Et a cabo de otros días, mandó al infante menor, su fijo, que fuesse con él
de grand mañana. Et el infante madurgó ante que el rey despertasse, et esperó
fasta que despertó el rey; et luego que fue espierto, entró el infante et
omillósele con la reverençia que devía. Et el rey mandól’ quel’ fiziesse traer
de bestir. Et el infante preguntó qué paños quería, et en una vez le preguntó
por todo lo que avía de bestir et de callar, et fue por ello et tráxogelo todo.
Et non quiso que otro camarero lo vestiesse nin lo calçasse sinon él, dando a
entender que se ternía por de buena ventura si el rey, su padre, tomasse plazer
o serviçio de lo que él pudiesse fazer, et que pues su padre era, que razón et
aguisado era de fazer cuantos serviçios et omildades pudiesse.
Et desque el rey fue vestido et calçado, mandó al infante quel’ fiziesse
traer el cavallo. Et él preguntóle cuál cavallo quería, et con cuál siella et
con cuál freno, et cuál espada, et por todas las cosas que eran mester paral’
cavalgar, et quién quería que cavalgasse con él, et assí por todo cuanto
cumplía. Et desque todo lo fizo, non preguntó por ello más de una vez, et
tráxolo et aguisólo como el rey lo avía mandado.

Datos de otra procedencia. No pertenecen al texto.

//! Importing transactions from bank statement CSV files.
//!
//! A statement has the header `row,date,description,card_holder,deposit,withdrawal,card_number`.
//! Each row is either a deposit (income) or a withdrawal (expense). Every row
//! gets an import ID hashed from its contents so that uploading the same
//! statement twice does not create duplicate transactions.

use std::sync::{Arc, Mutex};

use axum::extract::{FromRef, Multipart, State, multipart::Field};
use rusqlite::Connection;
use serde::{Deserialize, Serialize};
use time::{Date, format_description::BorrowedFormatItem, macros::format_description};

use crate::{
    ApiResponse, AppState, Error,
    person::get_person_by_account_number,
    transaction::{Transaction, TransactionType, create_transaction},
};

const EXPECTED_HEADERS: [&str; 7] = [
    "row",
    "date",
    "description",
    "card_holder",
    "deposit",
    "withdrawal",
    "card_number",
];

const DATE_COLUMN: usize = 1;
const DESCRIPTION_COLUMN: usize = 2;
const CARD_HOLDER_COLUMN: usize = 3;
const DEPOSIT_COLUMN: usize = 4;
const WITHDRAWAL_COLUMN: usize = 5;
const CARD_NUMBER_COLUMN: usize = 6;

const DATE_FORMATS: [&[BorrowedFormatItem]; 2] = [
    format_description!("[year]-[month]-[day]"),
    format_description!("[year]/[month]/[day]"),
];

/// The state needed for importing transactions.
#[derive(Debug, Clone)]
pub struct ImportState {
    /// The database connection for managing transactions.
    pub db_connection: Arc<Mutex<Connection>>,
}

impl FromRef<AppState> for ImportState {
    fn from_ref(state: &AppState) -> Self {
        Self {
            db_connection: state.db_connection.clone(),
        }
    }
}

/// The outcome of an import.
#[derive(Debug, Clone, Copy, Default, PartialEq, Eq, Serialize, Deserialize)]
pub struct ImportSummary {
    /// Rows stored as new transactions.
    pub imported: usize,
    /// Rows that were already imported by an earlier upload.
    pub skipped_duplicates: usize,
    /// Rows without a usable date or amount.
    pub skipped_invalid: usize,
}

/// A statement row ready to be stored.
#[derive(Debug, Clone, PartialEq)]
struct StatementRow {
    name: String,
    description: String,
    amount: f64,
    transaction_type: TransactionType,
    date: Date,
    card_number: String,
    import_id: i64,
}

/// The valid rows of a statement and how many rows were unusable.
#[derive(Debug, Default, PartialEq)]
struct ParsedStatement {
    rows: Vec<StatementRow>,
    skipped_invalid: usize,
}

/// Route handler for importing transactions from CSV files.
///
/// Every file is parsed before anything is stored, and all rows are stored
/// in one SQL transaction.
pub async fn import_transactions_endpoint(
    State(state): State<ImportState>,
    mut multipart: Multipart,
) -> Result<ApiResponse<ImportSummary>, Error> {
    let start_time = std::time::Instant::now();
    let mut statements = Vec::new();

    while let Some(field) = multipart.next_field().await.map_err(|error| {
        tracing::error!("Could not read multipart form field: {error}");
        Error::MultipartError(error.body_text())
    })? {
        let csv_data = parse_multipart_field(field).await?;
        let statement = parse_statement(&csv_data)
            .inspect_err(|error| tracing::debug!("Failed to parse CSV: {error}"))?;
        statements.push(statement);
    }

    if statements.is_empty() {
        return Err(Error::MultipartError("no files were uploaded".to_owned()));
    }

    let connection = state.db_connection.lock().map_err(|error| {
        tracing::error!("could not acquire database lock: {error}");
        Error::DatabaseLockError
    })?;
    let tx = connection.unchecked_transaction()?;

    let mut summary = ImportSummary::default();
    for statement in statements {
        let stored = store_statement_rows(&statement.rows, &tx)?;
        summary.imported += stored.imported;
        summary.skipped_duplicates += stored.skipped_duplicates;
        summary.skipped_invalid += statement.skipped_invalid;
    }

    tx.commit()?;

    tracing::info!(
        "Imported {} transactions in {}ms, skipped {} duplicates and {} invalid rows",
        summary.imported,
        start_time.elapsed().as_millis(),
        summary.skipped_duplicates,
        summary.skipped_invalid
    );

    Ok(ApiResponse::created(summary))
}

async fn parse_multipart_field(field: Field<'_>) -> Result<String, Error> {
    if field.content_type() != Some("text/csv") {
        return Err(Error::NotCSV);
    }

    let file_name = match field.file_name() {
        Some(file_name) => file_name.to_owned(),
        None => {
            tracing::error!("Could not get file name from multipart form field: {field:#?}");
            return Err(Error::MultipartError(
                "Could not get file name from multipart form field".to_owned(),
            ));
        }
    };
    let data = match field.text().await {
        Ok(data) => data,
        Err(error) => {
            tracing::error!("Could not read data from multipart form field: {error}");
            return Err(Error::MultipartError(
                "Could not read data from multipart form field.".to_owned(),
            ));
        }
    };

    tracing::debug!("Received file '{}' that is {} bytes", file_name, data.len());

    Ok(data)
}

/// Parse a bank statement, counting the rows that cannot be imported.
///
/// # Errors
///
/// Returns [Error::InvalidCSV] if the header does not match or a line is not valid CSV.
fn parse_statement(text: &str) -> Result<ParsedStatement, Error> {
    let mut reader = csv::ReaderBuilder::new()
        .trim(csv::Trim::All)
        .flexible(true)
        .from_reader(text.as_bytes());

    let headers = reader
        .headers()
        .map_err(|error| Error::InvalidCSV(error.to_string()))?;
    let headers_match = headers.len() == EXPECTED_HEADERS.len()
        && headers
            .iter()
            .zip(EXPECTED_HEADERS)
            .all(|(header, expected)| {
                header
                    .trim_start_matches('\u{feff}')
                    .eq_ignore_ascii_case(expected)
            });
    if !headers_match {
        return Err(Error::InvalidCSV(format!(
            "expected the header '{}'",
            EXPECTED_HEADERS.join(",")
        )));
    }

    let mut statement = ParsedStatement::default();
    for record in reader.records() {
        let record = record.map_err(|error| Error::InvalidCSV(error.to_string()))?;

        if record.iter().all(str::is_empty) {
            continue;
        }

        match parse_row(&record) {
            Some(row) => statement.rows.push(row),
            None => {
                tracing::debug!("Skipping invalid statement row: {record:?}");
                statement.skipped_invalid += 1;
            }
        }
    }

    Ok(statement)
}

fn parse_row(record: &csv::StringRecord) -> Option<StatementRow> {
    let field = |index: usize| record.get(index).unwrap_or_default();

    let date = parse_date(field(DATE_COLUMN))?;
    let deposit = parse_amount(field(DEPOSIT_COLUMN))?;
    let withdrawal = parse_amount(field(WITHDRAWAL_COLUMN))?;

    let (amount, transaction_type) = if deposit > 0.0 {
        (deposit, TransactionType::Income)
    } else if withdrawal > 0.0 {
        (withdrawal, TransactionType::Expense)
    } else {
        return None;
    };

    let description = field(DESCRIPTION_COLUMN).to_owned();
    let name = match field(CARD_HOLDER_COLUMN) {
        "" => description.clone(),
        card_holder => card_holder.to_owned(),
    };
    if name.is_empty() {
        return None;
    }

    let line = record.iter().collect::<Vec<_>>().join(",");

    Some(StatementRow {
        name,
        description,
        amount,
        transaction_type,
        date,
        card_number: field(CARD_NUMBER_COLUMN).to_owned(),
        import_id: create_import_id(&line),
    })
}

fn parse_date(text: &str) -> Option<Date> {
    DATE_FORMATS
        .iter()
        .find_map(|format| Date::parse(text, format).ok())
}

/// Parse an amount, where an empty cell means zero.
fn parse_amount(text: &str) -> Option<f64> {
    let text = text.replace(',', "");
    if text.is_empty() {
        return Some(0.0);
    }

    text.parse::<f64>()
        .ok()
        .filter(|amount| amount.is_finite() && *amount >= 0.0)
}

/// Creates a hash for a statement row from its contents.
///
/// Only the first 64 bits of the MD5 digest are kept so the ID fits in an SQLite integer.
pub fn create_import_id(csv_line: &str) -> i64 {
    let hash_128 = md5::compute(csv_line);
    let mut hash_64 = [0; 8];
    hash_64.copy_from_slice(&hash_128[0..8]);
    i64::from_le_bytes(hash_64)
}

/// Store statement rows, ignoring rows whose import ID already exists.
///
/// **Note**: If you want transactional integrity (all or nothing), pass in a
/// transaction for `connection`.
fn store_statement_rows(
    rows: &[StatementRow],
    connection: &Connection,
) -> Result<ImportSummary, Error> {
    let mut summary = ImportSummary::default();

    for row in rows {
        let person_id =
            get_person_by_account_number(&row.card_number, connection)?.map(|person| person.id);
        let builder = Transaction::build(row.amount, row.date, &row.name)
            .description(&row.description)
            .transaction_type(row.transaction_type)
            .person_id(person_id)
            .import_id(Some(row.import_id));

        match create_transaction(builder, connection) {
            Ok(_) => summary.imported += 1,
            Err(Error::DuplicateImportId) => summary.skipped_duplicates += 1,
            Err(error) => return Err(error),
        }
    }

    Ok(summary)
}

Et desque todo fue fecho, dixo el rey que non quería cavalgar, mas que
cavalgasse él et quel’ contasse lo que viesse. Et el infante cavalgó et fueron
con él todos como fizieran con los otros sus hermanos; mas él nin ninguno de sus
hermanos, nin omne del mundo, non sabié nada de la razón porque el rey fazía
esto.
Et desque el infante cavalgó, mandó quel’ mostrassen toda la villa de dentro,
et las calles et do tenía el rey sus tesoros, et cuántos podían seer, et las
mezquitas et toda la nobleza de la villa de dentro et las gentes que ý moravan.
Et después salió fuera et mandó que saliessen allá todos los omnes de armas,
et de cavallo et de pie, et mandóles que trebejassen et le mostrassen todos los
juegos de armas et de trebejos, et vio los muros et las torres et las fortalezas
de la villa. Et desque lo ovo visto, tornósse paral rey, su padre.
Et cuando tornó era ya muy tarde. Et el rey le preguntó
de las cosas que avía visto. Et el infante le dixo que si a él non pesasse, que
él le diría lo quel’ paresçía de lo que avía visto. Et el rey le mandó, so pena
de la su bendiçión, quel’ dixiesse lo quel’ paresçía. Et el infante le dixo que
como quier que él era muy leal rey, quel’ paresçía que non era tan bueno como
devía, ca si lo fuesse, pues avía tan buena gente et tanta, et tan grand poder
et tan grand aver, et que si por él non fincasse, que todo el mundo devía ser
suyo.
Al rey plogo mucho deste denuesto que el infante le dixo.
Et cuando vino el plazo a que avía de dar respuesta a los de la tierra,
díxoles que aquel fijo les dava por rey.
Et esto fizo por las señales que vio en los otros et por las que vio en éste.
Et como quier que más quisiera cualquier de los otros para rey, non tovo por
aguisado de lo fazer por lo que vio en los unos et en el otro.
Et vós, señor conde, si queredes saber cuál moço sería mejor, parat mientes a
estas tales cosas, et assí podredes entender algo et por aventura lo más dello
que a de ser de los moços.
Al conde plogo mucho de lo que Patronio le dixo.
Et porque don Johan tovo este por buen exienplo, fízolo escrivir en este
libro et fizo estos viessos que dizen assí:
Por obras et maneras podrás conosçer
a los moços cuáles deven los más seer.